СВО придает актуальности теме. Пока народом не сложено песен, которые облетели бы всю страну. Но это неудивительно – ни Афганистан, ни Чечня, ни Донбасс за восемь лет не дали ни одной общенародной песни, такой, чтобы ее знали все. Да, жанр «афганских песен» был, а той самой песни не имелось. Думаю, причина в эволюции культуры массового общества, она слишком дробится на массу непересекающихся субкультур. Например, сегодня невозможно представить среди подростков и молодежи чего-то подобного «фанатению» от рок-музыки, как в 70–80-е. Все расколоты на кружки по интересам.
И в завершение пара замечаний. Песни, бытующие изустно, имеют множество вариантов, порой сильно отходящих от оригинала. Тот же «Разведчик» искажается до невероятия, показывая, что исполнители понятия не имеют о реалиях того времени. С «Бригадой» получилось так же. Изначально костыли были «кленовые», что понятно и ложится в традицию: «сени новые, кленовые». Но сегодня костыли стали и «солдатскими» (а чем они отличаются от несолдатских?), а главное – «железными». Последнее вообще бессмыслица: во-первых, железные костыли будут неподъемными, во-вторых, дорогими. Это сегодня имеются полые алюминиевые костыли. Но в 1914–1918-м о них не могло идти речи.

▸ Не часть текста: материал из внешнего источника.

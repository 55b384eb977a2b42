use fixturize::{Fixture, Sampleable};

#[derive(Fixture)]
pub struct Account {
    pub id: String,
    #[fixture(default)]
    pub balance: i64,
    pub tags: Vec<String>,
}

fn main() {
    let account = Account::fixture_with(|a| a.tags.push("new".to_owned()));
    assert_eq!(account.tags.len(), 1);
    assert_eq!(Account::sample().balance, 0);
    let _ = AccountFixtureBuilder::new();
}
use syn::visit_mut::{self, VisitMut};

/// Whether the last path segment of `ty` is `name`, ignoring generic arguments.
///
/// # Example
///
/// ```
/// use fixturize_derive_core::misc::is_type;
/// let ty = syn::parse_str::<syn::Type>("std::sync::OnceLock<u32>").unwrap();
/// assert!(is_type(&ty, "OnceLock"));
/// ```
pub fn is_type<I>(ty: &syn::Type, name: &I) -> bool
where
    I: ?Sized,
    syn::Ident: PartialEq<I>,
{
    if let syn::Type::Path(syn::TypePath { path, .. }) = ty {
        if let Some(seg) = path.segments.last() {
            return seg.ident == *name;
        }
    }
    false
}

/// Rewrite every `Self` in `ty` to `replacement`.
///
/// Types copied out of a declaration into sibling items (the builder) would
/// otherwise name the sibling instead of the declaration.
pub fn replace_self(ty: &mut syn::Type, replacement: &syn::Type) {
    SelfReplacer { replacement }.visit_type_mut(ty);
}

struct SelfReplacer<'a> {
    replacement: &'a syn::Type,
}

impl VisitMut for SelfReplacer<'_> {
    fn visit_type_mut(&mut self, ty: &mut syn::Type) {
        if let syn::Type::Path(syn::TypePath { qself: None, path }) = ty {
            let starts_with_self = path
                .segments
                .first()
                .is_some_and(|seg| seg.ident == "Self" && seg.arguments.is_none());
            if path.leading_colon.is_none() && starts_with_self {
                let replacement = self.replacement;
                if path.segments.len() == 1 {
                    *ty = replacement.clone();
                    return;
                }
                // `Self::Assoc` becomes `<Name<..>>::Assoc`.
                let rest = path.segments.iter().skip(1);
                *ty = syn::parse_quote!(<#replacement>::#(#rest)::*);
            }
        }
        visit_mut::visit_type_mut(self, ty);
    }
}

/// Name of the generated builder type for `name`.
pub fn builder_name(name: &syn::Ident) -> syn::Ident {
    quote::format_ident!("{}FixtureBuilder", name, span = name.span())
}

Популярные песни проклятого прошлого не приветствовались после 1917 года, но потихоньку начали пробиваться с середины 30-х в кинематограф. Казачий «Черный ворон» появился в «Чапаеве», «Крутится-вертится шар голубой» – в трилогии о Максиме, а в «Пархоменко» в 1942-м реабилитировали «Любо, братцы», правда, вложив ее в уста отрицательного персонажа.
«Галицийским бригадам» ввиду отсутствия ярко выраженной позиции пришлось ждать более 40 лет. Ее спел Никулин в фильме «Молодо-зелено» 1962 года, причем, как он утверждает, по собственной инициативе. Потом ее повторили в «Приезжей» 1978 года и в «Акции» 1987-го. Но ни «Любо», ни «Бригады» на эстраду не пускали. А «Батальонный разведчик» оставался под полным запретом вплоть до перестройки. Это и понятно. Всеволод Кочетов объяснял это устами своего героя: «Сочинил ее, видимо, изрядный сукин сын. Я знаю ее тоже. Ее время от времени публикуют в эмигрантских газетках и журнальчиках. Мы не хотим, чтобы над тем, что совершил советский народ в годы Великой Отечественной войны, кто-нибудь смеялся. А это насмешка».